[Collected data]
*** Block opens ***

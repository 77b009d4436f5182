use super::route_table::{RouteEntry, RouteTable};
use std::sync::Arc;
use tracing::debug;

/// Outcome of one navigation event.
#[derive(Debug, Clone, PartialEq, Eq)]
pub enum Navigation {
    Render(RouteEntry),
    Redirect { from: String, to: RouteEntry },
}

impl Navigation {
    pub fn route(&self) -> &RouteEntry {
        match self {
            Navigation::Render(route) => route,
            Navigation::Redirect { to, .. } => to,
        }
    }
}

/// Holds the currently active route. Every navigation transitions it.
#[derive(Debug, Clone)]
pub struct Navigator {
    table: Arc<RouteTable>,
    active: Option<RouteEntry>,
}

impl Navigator {
    pub fn new(table: Arc<RouteTable>) -> Self {
        Self {
            table,
            active: None,
        }
    }

    pub fn active(&self) -> Option<&RouteEntry> {
        self.active.as_ref()
    }

    pub fn navigate(&mut self, path: &str) -> Navigation {
        let resolution = self.table.resolve(path);
        let route = resolution.route.clone();
        let navigation = if resolution.redirected {
            debug!("No view for {}, redirecting to {}", path, route.path);
            Navigation::Redirect {
                from: path.to_string(),
                to: route.clone(),
            }
        } else {
            Navigation::Render(route.clone())
        };
        self.active = Some(route);
        navigation
    }
}

#[cfg(test)]
mod tests {
    use super::*;

    #[test]
    fn test_active_route_follows_navigation() {
        let mut nav = Navigator::new(Arc::new(RouteTable::default_views()));
        assert!(nav.active().is_none());

        nav.navigate("/login");
        assert_eq!(nav.active().unwrap().path, "/login");

        let outcome = nav.navigate("/nowhere");
        assert!(matches!(outcome, Navigation::Redirect { ref from, .. } if from == "/nowhere"));
        assert_eq!(nav.active().unwrap().path, "/");
    }
}
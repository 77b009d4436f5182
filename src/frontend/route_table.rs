use serde::Serialize;
use std::collections::HashMap;
use thiserror::Error;

#[derive(Error, Debug, PartialEq, Eq)]
pub enum RouteTableError {
    #[error("duplicate route path: {0}")]
    DuplicatePath(String),
    #[error("fallback path {0} is not a configured route")]
    UnknownFallback(String),
}

/// One client view: the path it answers, the template it renders and the
/// controller (if any) instantiated with it.
#[derive(Debug, Clone, PartialEq, Eq, Serialize)]
pub struct RouteEntry {
    pub path: String,
    pub template_url: String,
    pub controller: Option<String>,
}

impl RouteEntry {
    pub fn new(path: &str, template_url: &str) -> Self {
        Self {
            path: path.to_string(),
            template_url: template_url.to_string(),
            controller: None,
        }
    }

    pub fn with_controller(mut self, controller: &str) -> Self {
        self.controller = Some(controller.to_string());
        self
    }
}

/// Result of resolving a path against the table.
#[derive(Debug, Clone, PartialEq, Eq, Serialize)]
pub struct Resolution<'a> {
    pub requested: String,
    #[serde(flatten)]
    pub route: &'a RouteEntry,
    pub redirected: bool,
}

/// Immutable, ordered route table with exactly one fallback entry.
#[derive(Debug, Clone, Serialize)]
pub struct RouteTable {
    entries: Vec<RouteEntry>,
    fallback: usize,
    #[serde(skip)]
    index: HashMap<String, usize>,
}

impl RouteTable {
    pub fn builder() -> RouteTableBuilder {
        RouteTableBuilder::default()
    }

    /// The application's views. `/` is the fallback for every unknown path.
    pub fn default_views() -> Self {
        Self::builder()
            .when(RouteEntry::new("/", "/views/frontpage.html"))
            .when(RouteEntry::new("/login", "/views/login.html").with_controller("LoginController"))
            .when(
                RouteEntry::new("/signup", "/views/signup.html").with_controller("SignupController"),
            )
            .when(
                RouteEntry::new("/profile", "/views/profile.html")
                    .with_controller("ProfileController"),
            )
            .otherwise("/")
            .build()
            .expect("built-in view table is well formed")
    }

    pub fn entries(&self) -> &[RouteEntry] {
        &self.entries
    }

    pub fn fallback(&self) -> &RouteEntry {
        &self.entries[self.fallback]
    }

    /// Exact-match lookup, `None` for unconfigured paths.
    pub fn get(&self, path: &str) -> Option<&RouteEntry> {
        self.index.get(path).map(|&i| &self.entries[i])
    }

    pub fn contains(&self, path: &str) -> bool {
        self.index.contains_key(path)
    }

    /// Unknown paths resolve to the fallback entry and are flagged as redirected.
    pub fn resolve(&self, path: &str) -> Resolution<'_> {
        match self.get(path) {
            Some(route) => Resolution {
                requested: path.to_string(),
                route,
                redirected: false,
            },
            None => Resolution {
                requested: path.to_string(),
                route: self.fallback(),
                redirected: true,
            },
        }
    }
}

#[derive(Debug, Default)]
pub struct RouteTableBuilder {
    entries: Vec<RouteEntry>,
    otherwise: Option<String>,
}

impl RouteTableBuilder {
    pub fn when(mut self, entry: RouteEntry) -> Self {
        self.entries.push(entry);
        self
    }

    pub fn otherwise(mut self, redirect_to: &str) -> Self {
        self.otherwise = Some(redirect_to.to_string());
        self
    }

    pub fn build(self) -> Result<RouteTable, RouteTableError> {
        let mut index = HashMap::with_capacity(self.entries.len());
        for (i, entry) in self.entries.iter().enumerate() {
            if index.insert(entry.path.clone(), i).is_some() {
                return Err(RouteTableError::DuplicatePath(entry.path.clone()));
            }
        }

        let fallback_path = self.otherwise.unwrap_or_else(|| "/".to_string());
        let fallback = *index
            .get(&fallback_path)
            .ok_or(RouteTableError::UnknownFallback(fallback_path))?;

        Ok(RouteTable {
            entries: self.entries,
            fallback,
            index,
        })
    }
}

#[cfg(test)]
mod tests {
    use super::*;

    #[test]
    fn test_duplicate_path_rejected() {
        let err = RouteTable::builder()
            .when(RouteEntry::new("/", "/a.html"))
            .when(RouteEntry::new("/", "/b.html"))
            .build()
            .unwrap_err();
        assert_eq!(err, RouteTableError::DuplicatePath("/".to_string()));
    }

    #[test]
    fn test_fallback_must_be_configured() {
        let err = RouteTable::builder()
            .when(RouteEntry::new("/login", "/views/login.html"))
            .otherwise("/")
            .build()
            .unwrap_err();
        assert_eq!(err, RouteTableError::UnknownFallback("/".to_string()));
    }

    #[test]
    fn test_table_serializes_in_declaration_order() {
        let json = serde_json::to_value(RouteTable::default_views()).unwrap();
        let paths: Vec<&str> = json["entries"]
            .as_array()
            .unwrap()
            .iter()
            .map(|e| e["path"].as_str().unwrap())
            .collect();
        assert_eq!(paths, vec!["/", "/login", "/signup", "/profile"]);
        assert_eq!(json["fallback"], 0);
    }
}
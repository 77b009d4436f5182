pub mod shutdown;
mod util;

pub use shutdown::*;
pub use util::*;
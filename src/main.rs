mod app;
mod config;
mod error;
mod frontend;
mod handlers;
mod middleware;
mod models;
mod routes;
mod services;
mod state;
mod tests;
mod utils;

use std::time::Duration;
use tokio::net::TcpListener;
use tracing_subscriber::{layer::SubscriberExt, util::SubscriberInitExt};

use config::Settings;
use services::SessionCleaner;
use utils::{shutdown_signal, ShutdownCoordinator};

const SHUTDOWN_GRACE: Duration = Duration::from_secs(10);

#[tokio::main]
async fn main() -> anyhow::Result<()> {
    // Initialize tracing
    tracing_subscriber::registry()
        .with(
            tracing_subscriber::EnvFilter::try_from_default_env().unwrap_or_else(|_| {
                "malicious_mango=debug,tower_http=debug,axum::rejection=trace".into()
            }),
        )
        .with(tracing_subscriber::fmt::layer())
        .init();

    // Load configuration
    let settings = Settings::new().unwrap_or_else(|e| {
        tracing::warn!("Failed to load configuration ({}), using defaults", e);
        Settings::default()
    });

    tracing::info!("Starting server...");
    tracing::info!("Configuration: {:?}", settings);

    let store = app::connect_store(&settings).await;
    let coordinator = ShutdownCoordinator::new();

    let cleaner = store.clone().map(|store| {
        SessionCleaner::new(
            store,
            Duration::from_secs(settings.session.idle_timeout_secs),
            Duration::from_secs(settings.session.clean_interval_secs),
        )
        .spawn(coordinator.subscribe())
    });

    let state = app::build_state(&settings, store.clone(), coordinator.clone());
    let app = app::build_app(state, settings.upload.max_body_bytes);

    let addr = format!("{}:{}", settings.server.host, settings.server.port);
    let listener = TcpListener::bind(&addr).await?;
    tracing::info!("Server listening on {}", addr);

    let shutdown = {
        let coordinator = coordinator.clone();
        async move {
            shutdown_signal().await;
            coordinator.trigger();
        }
    };
    axum::serve(listener, app)
        .with_graceful_shutdown(shutdown)
        .await?;

    coordinator.drain(SHUTDOWN_GRACE).await;
    if let Some(cleaner) = cleaner {
        if let Err(e) = cleaner.await {
            tracing::error!("Session cleaner ended abnormally: {}", e);
        }
    }
    if let Some(store) = store {
        store.close().await;
    }

    tracing::info!("Server shutdown complete");
    Ok(())
}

*** Block closes ***

TO DO
Repeat the data above starting at the line with "coordinator.trigger();" and ending at its last line, exactly, with no other lines.

WRITTEN SOLUTION
            coordinator.trigger();
        }
    };
    axum::serve(listener, app)
        .with_graceful_shutdown(shutdown)
        .await?;

    coordinator.drain(SHUTDOWN_GRACE).await;
    if let Some(cleaner) = cleaner {
        if let Err(e) = cleaner.await {
            tracing::error!("Session cleaner ended abnormally: {}", e);
        }
    }
    if let Some(store) = store {
        store.close().await;
    }

    tracing::info!("Server shutdown complete");
    Ok(())
}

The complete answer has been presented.